Ruby on Rails is often (incorrectly) billed as the framework that makes web development easy. Unfortunately a lot of people take this to mean “Anyone can make a web site with Rails” or “You can get started with Rails in 15 minutes“. Unfortunately neither is the case but regardless hundreds of thousands of people1 are flocking to Rails to start making a web app for everything under the sun.

These people learn in hurry that Rails is actually quite a large beast2 and jump right into working with Rails without taking time to learn the programming language that Rails uses… Ruby. Almost like Ruby doesn’t exist. If I had to guess I would say people coding Rails apps without actually knowing Ruby has inevitably lead to the Rails community’s pseudo status as a ghetto.

I must confess, I was one of the Rails coders who didn’t know Ruby when I first started with Rails. Very few people who come to Rails known Ruby due to Ruby’s limited popularity before Rails came along. For about the past 7 months I have been trudging along, learning more about Ruby every day3 and the code I write for Rails projects now is much better. Ruby programming constructs like blocks, lamba, proc, etc are fairly advanced topics that I am probably only beginning to comprehend.
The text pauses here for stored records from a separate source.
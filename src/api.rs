//! Backend HTTP contracts and the blocking client that speaks them.

use crate::config::{GenerationOptions, StudioConfig};
use crate::models::{Hadith, JobSnapshot, VideoSource};
use crate::{Result, StudioError};
use serde::{Deserialize, Serialize};
use std::collections::BTreeMap;
use std::io::{Read, Write};
use std::path::Path;
use std::time::Duration;
use url::Url;

const USER_AGENT: &str = concat!("hadith_studio/", env!("CARGO_PKG_VERSION"));

const FALLBACK_SEARCH: &str = "حدث خطأ في البحث";
const FALLBACK_GENERATE: &str = "حدث خطأ في توليد الفيديو";
const FALLBACK_GENERATE_ASYNC: &str = "حدث خطأ في بدء توليد الفيديو";
const FALLBACK_JOB_STATUS: &str = "تعذر جلب حالة المهمة";
const FALLBACK_CANCEL: &str = "فشل في إلغاء المهمة";
const FALLBACK_KIE: &str = "حدث خطأ في توليد فيديو KIE";
const FALLBACK_AI_STATUS: &str = "تعذر جلب حالة خدمات الذكاء الاصطناعي";
const FALLBACK_STATS: &str = "تعذر جلب الإحصائيات";
const FALLBACK_DOWNLOAD: &str = "تعذر تحميل الفيديو";
const FALLBACK_PROMPT: &str = "فشل في توليد الأمر";

#[derive(Debug, Clone, Serialize)]
pub struct GenerateRequest {
    pub hadith: Hadith,
    pub video_type: Option<String>,
    #[serde(flatten)]
    pub options: GenerationOptions,
}

#[derive(Debug, Clone, Serialize)]
pub struct KieVideoRequest {
    pub prompt: String,
    pub duration: u32,
}

#[derive(Debug, Clone, PartialEq, Eq, Serialize)]
pub struct PromptRequest {
    pub hadith_text: String,
    pub style: String,
}

#[derive(Debug, Clone, PartialEq, Eq, Serialize)]
pub struct AiPromptRequest {
    pub description: String,
    pub style: String,
    pub provider: String,
}

/// A background prompt written by one of the server's AI providers.
#[derive(Debug, Clone, PartialEq, Eq)]
pub struct GeneratedPrompt {
    pub prompt: String,
    pub provider: String,
}

/// The backend surface the client depends on.
pub trait StudioApi: Send + Sync {
    fn search(&self, keyword: &str) -> Result<Vec<Hadith>>;

    /// Synchronous generation; returns the server-side video path.
    fn generate(&self, request: &GenerateRequest) -> Result<String>;

    /// Queues a generation job; returns its id.
    fn generate_async(&self, request: &GenerateRequest) -> Result<String>;

    fn job_status(&self, job_id: &str) -> Result<JobSnapshot>;

    fn cancel_job(&self, job_id: &str) -> Result<()>;

    /// Third-party generation; returns the external video URL.
    fn generate_kie_video(&self, request: &KieVideoRequest) -> Result<String>;

    /// Template-based background prompt for a hadith.
    fn generate_prompt(&self, request: &PromptRequest) -> Result<String>;

    fn generate_ai_prompt(&self, request: &AiPromptRequest) -> Result<GeneratedPrompt>;

    fn ai_status(&self) -> Result<BTreeMap<String, bool>>;

    fn stats(&self) -> Result<u64>;

    fn download_video(&self, video: &VideoSource, dst: &Path) -> Result<u64>;

    fn preview_url(&self, video: &VideoSource) -> String {
        relative_video_url("preview", video)
    }

    fn download_url(&self, video: &VideoSource) -> String {
        relative_video_url("download", video)
    }
}

/// Server-relative URL of a local video (`/api/<route>/<file>`); external URLs pass through.
pub fn relative_video_url(route: &str, video: &VideoSource) -> String {
    match video {
        VideoSource::Local { file_name } => format!("/api/{route}/{file_name}"),
        VideoSource::External { url } => url.clone(),
    }
}

#[derive(Debug, Deserialize)]
struct SearchBody {
    #[serde(default)]
    hadiths: Vec<Hadith>,
}

#[derive(Debug, Deserialize)]
struct GenerateBody {
    #[serde(default)]
    video_path: Option<String>,
}

#[derive(Debug, Deserialize)]
struct GenerateAsyncBody {
    #[serde(default)]
    job_id: Option<String>,
}

#[derive(Debug, Deserialize)]
struct JobStatusBody {
    #[serde(default)]
    status: Option<JobSnapshot>,
}

#[derive(Debug, Deserialize)]
struct KieBody {
    #[serde(default)]
    video_url: Option<String>,
}

#[derive(Debug, Deserialize)]
struct PromptBody {
    #[serde(default)]
    prompt: Option<String>,
    #[serde(default)]
    provider: Option<String>,
}

#[derive(Debug, Deserialize)]
struct AiStatusBody {
    #[serde(default)]
    status: BTreeMap<String, bool>,
}

#[derive(Debug, Deserialize)]
struct StatsBody {
    #[serde(default)]
    total_videos: u64,
}

/// Blocking client for the backend, built on `ureq`.
#[derive(Debug, Clone)]
pub struct HttpBackend {
    base: Url,
    search_agent: ureq::Agent,
    agent: ureq::Agent,
}

impl HttpBackend {
    pub fn new(server_url: &str, search_timeout: Duration) -> Result<Self> {
        let base = Url::parse(server_url.trim())?;
        if base.cannot_be_a_base() {
            return Err(StudioError::Validation(format!(
                "server url cannot be used as a base: {server_url}"
            )));
        }
        Ok(Self {
            base,
            search_agent: build_http_agent(Some(search_timeout)),
            agent: build_http_agent(None),
        })
    }

    pub fn from_config(config: &StudioConfig) -> Result<Self> {
        Self::new(
            &config.server_url,
            Duration::from_secs(config.search_timeout_secs.max(1)),
        )
    }

    fn endpoint(&self, segments: &[&str]) -> Result<Url> {
        let mut url = self.base.clone();
        {
            let mut path = url.path_segments_mut().map_err(|_| {
                StudioError::Validation(format!("server url cannot be used as a base: {}", self.base))
            })?;
            path.pop_if_empty();
            path.push("api");
            for segment in segments {
                path.push(segment);
            }
        }
        Ok(url)
    }

    fn video_url(&self, route: &str, video: &VideoSource) -> Result<String> {
        match video {
            VideoSource::Local { file_name } => {
                Ok(self.endpoint(&[route, file_name.as_str()])?.to_string())
            }
            VideoSource::External { url } => Ok(url.clone()),
        }
    }

    fn get_json(&self, url: &Url, fallback: &str) -> Result<serde_json::Value> {
        let response = self.agent.get(url.as_str()).call().map_err(map_transport_error)?;
        read_envelope(response, fallback)
    }

    fn post_json<T: Serialize>(
        &self,
        agent: &ureq::Agent,
        url: &Url,
        payload: &T,
        fallback: &str,
    ) -> Result<serde_json::Value> {
        let body = serde_json::to_string(payload)?;
        let response = agent
            .post(url.as_str())
            .header("Content-Type", "application/json")
            .send(body.as_str())
            .map_err(map_transport_error)?;
        read_envelope(response, fallback)
    }
}

impl StudioApi for HttpBackend {
    fn search(&self, keyword: &str) -> Result<Vec<Hadith>> {
        let url = self.endpoint(&["search"])?;
        let value = self.post_json(
            &self.search_agent,
            &url,
            &serde_json::json!({ "keyword": keyword }),
            FALLBACK_SEARCH,
        )?;
        let body: SearchBody = serde_json::from_value(value)?;
        Ok(body.hadiths)
    }

    fn generate(&self, request: &GenerateRequest) -> Result<String> {
        let url = self.endpoint(&["generate"])?;
        let value = self.post_json(&self.agent, &url, request, FALLBACK_GENERATE)?;
        let body: GenerateBody = serde_json::from_value(value)?;
        non_empty_field(body.video_path, "فشل في إنشاء الفيديو")
    }

    fn generate_async(&self, request: &GenerateRequest) -> Result<String> {
        let url = self.endpoint(&["generate_async"])?;
        let value = self.post_json(&self.agent, &url, request, FALLBACK_GENERATE_ASYNC)?;
        let body: GenerateAsyncBody = serde_json::from_value(value)?;
        non_empty_field(body.job_id, "فشل في بدء توليد الفيديو")
    }

    fn job_status(&self, job_id: &str) -> Result<JobSnapshot> {
        let url = self.endpoint(&["job_status", job_id])?;
        let value = self.get_json(&url, FALLBACK_JOB_STATUS)?;
        let body: JobStatusBody = serde_json::from_value(value)?;
        body.status.ok_or_else(|| StudioError::Server {
            status: 200,
            message: FALLBACK_JOB_STATUS.to_string(),
        })
    }

    fn cancel_job(&self, job_id: &str) -> Result<()> {
        let url = self.endpoint(&["cancel_job", job_id])?;
        let response = self
            .agent
            .post(url.as_str())
            .send_empty()
            .map_err(map_transport_error)?;
        read_envelope(response, FALLBACK_CANCEL)?;
        Ok(())
    }

    fn generate_kie_video(&self, request: &KieVideoRequest) -> Result<String> {
        let url = self.endpoint(&["generate_kie_video"])?;
        let value = self.post_json(&self.agent, &url, request, FALLBACK_KIE)?;
        let body: KieBody = serde_json::from_value(value)?;
        non_empty_field(body.video_url, "فشل في توليد فيديو KIE")
    }

    fn generate_prompt(&self, request: &PromptRequest) -> Result<String> {
        let url = self.endpoint(&["generate_prompt"])?;
        let value = self.post_json(&self.agent, &url, request, FALLBACK_PROMPT)?;
        let body: PromptBody = serde_json::from_value(value)?;
        non_empty_field(body.prompt, FALLBACK_PROMPT)
    }

    fn generate_ai_prompt(&self, request: &AiPromptRequest) -> Result<GeneratedPrompt> {
        let url = self.endpoint(&["generate_ai_prompt"])?;
        let value = self.post_json(&self.agent, &url, request, FALLBACK_PROMPT)?;
        let body: PromptBody = serde_json::from_value(value)?;
        let prompt = non_empty_field(body.prompt, FALLBACK_PROMPT)?;
        let provider = body
            .provider
            .filter(|p| !p.trim().is_empty())
            .unwrap_or_else(|| request.provider.clone());
        Ok(GeneratedPrompt { prompt, provider })
    }

    fn ai_status(&self) -> Result<BTreeMap<String, bool>> {
        let url = self.endpoint(&["ai_status"])?;
        let value = self.get_json(&url, FALLBACK_AI_STATUS)?;
        let body: AiStatusBody = serde_json::from_value(value)?;
        Ok(body.status)
    }

    fn stats(&self) -> Result<u64> {
        let url = self.endpoint(&["stats"])?;
        let value = self.get_json(&url, FALLBACK_STATS)?;
        let body: StatsBody = serde_json::from_value(value)?;
        Ok(body.total_videos)
    }

    fn download_video(&self, video: &VideoSource, dst: &Path) -> Result<u64> {
        let url = self.video_url("download", video)?;
        download_atomic(&self.agent, &url, dst)
    }

    fn preview_url(&self, video: &VideoSource) -> String {
        self.video_url("preview", video)
            .unwrap_or_else(|_| relative_video_url("preview", video))
    }

    fn download_url(&self, video: &VideoSource) -> String {
        self.video_url("download", video)
            .unwrap_or_else(|_| relative_video_url("download", video))
    }
}

fn build_http_agent(timeout: Option<Duration>) -> ureq::Agent {
    let mut config = ureq::Agent::config_builder();
    config = config
        .http_status_as_error(false)
        .timeout_global(timeout)
        .user_agent(USER_AGENT);
    config.build().into()
}

fn map_transport_error(err: ureq::Error) -> StudioError {
    match err {
        ureq::Error::Timeout(_) => StudioError::Timeout,
        ureq::Error::HostNotFound => StudioError::Offline("host not found".to_string()),
        ureq::Error::ConnectionFailed => StudioError::Offline("connection failed".to_string()),
        ureq::Error::Io(e) => match e.kind() {
            std::io::ErrorKind::TimedOut => StudioError::Timeout,
            std::io::ErrorKind::ConnectionRefused
            | std::io::ErrorKind::ConnectionReset
            | std::io::ErrorKind::ConnectionAborted
            | std::io::ErrorKind::NotConnected => StudioError::Offline(e.to_string()),
            _ => StudioError::Http(e.to_string()),
        },
        other => StudioError::Http(other.to_string()),
    }
}

fn read_envelope(
    mut response: ureq::http::Response<ureq::Body>,
    fallback: &str,
) -> Result<serde_json::Value> {
    let status = response.status().as_u16();
    let raw = response
        .body_mut()
        .read_to_string()
        .map_err(map_transport_error)?;
    decode_envelope(status, &raw, fallback)
}

/// Applies the backend's `{success, error}` convention to a response body.
pub(crate) fn decode_envelope(status: u16, raw: &str, fallback: &str) -> Result<serde_json::Value> {
    let ok_status = (200..300).contains(&status);
    let value: serde_json::Value = match serde_json::from_str(raw) {
        Ok(v) => v,
        Err(e) => {
            if ok_status {
                return Err(StudioError::Json(e));
            }
            return Err(StudioError::Server {
                status,
                message: fallback.to_string(),
            });
        }
    };

    let reported_failure = value.get("success").and_then(|v| v.as_bool()) == Some(false);
    if !ok_status || reported_failure {
        let message = value
            .get("error")
            .and_then(|v| v.as_str())
            .map(str::trim)
            .filter(|m| !m.is_empty())
            .unwrap_or(fallback)
            .to_string();
        return Err(StudioError::Server { status, message });
    }

    Ok(value)
}

fn non_empty_field(value: Option<String>, fallback: &str) -> Result<String> {
    match value.map(|v| v.trim().to_string()) {
        Some(v) if !v.is_empty() => Ok(v),
        _ => Err(StudioError::Server {
            status: 200,
            message: fallback.to_string(),
        }),
    }
}

fn download_atomic(agent: &ureq::Agent, url: &str, dst: &Path) -> Result<u64> {
    if let Some(parent) = dst.parent() {
        std::fs::create_dir_all(parent)?;
    }
    let tmp_path = dst.with_extension("download");

    let response = agent.get(url).call().map_err(map_transport_error)?;
    let status = response.status().as_u16();
    if status >= 400 {
        return Err(StudioError::Server {
            status,
            message: FALLBACK_DOWNLOAD.to_string(),
        });
    }

    let mut reader = response.into_body().into_reader();
    let mut file = std::fs::File::create(&tmp_path)?;
    let mut total = 0_u64;
    let mut buf = [0u8; 1024 * 64];
    loop {
        let n = match reader.read(&mut buf) {
            Ok(n) => n,
            Err(e) => {
                let _ = std::fs::remove_file(&tmp_path);
                return Err(StudioError::Io(e));
            }
        };
        if n == 0 {
            break;
        }
        file.write_all(&buf[..n])?;
        total += n as u64;
    }
    file.flush()?;
    drop(file);

    if dst.exists() {
        std::fs::remove_file(dst)?;
    }
    std::fs::rename(&tmp_path, dst)?;
    Ok(total)
}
Most people might think it is obvious that you would need to know a framework’s programming language before you started using the framework. Certainly you would not attempt J2EE development without first knowing Java. For some reason this has not always been the case with Rails.


  1. Instant Rails has been downloaded over 400,000 times. 

  2. The Rails Way which contains everything a Rails developer needs to know about Rails is 912 pages.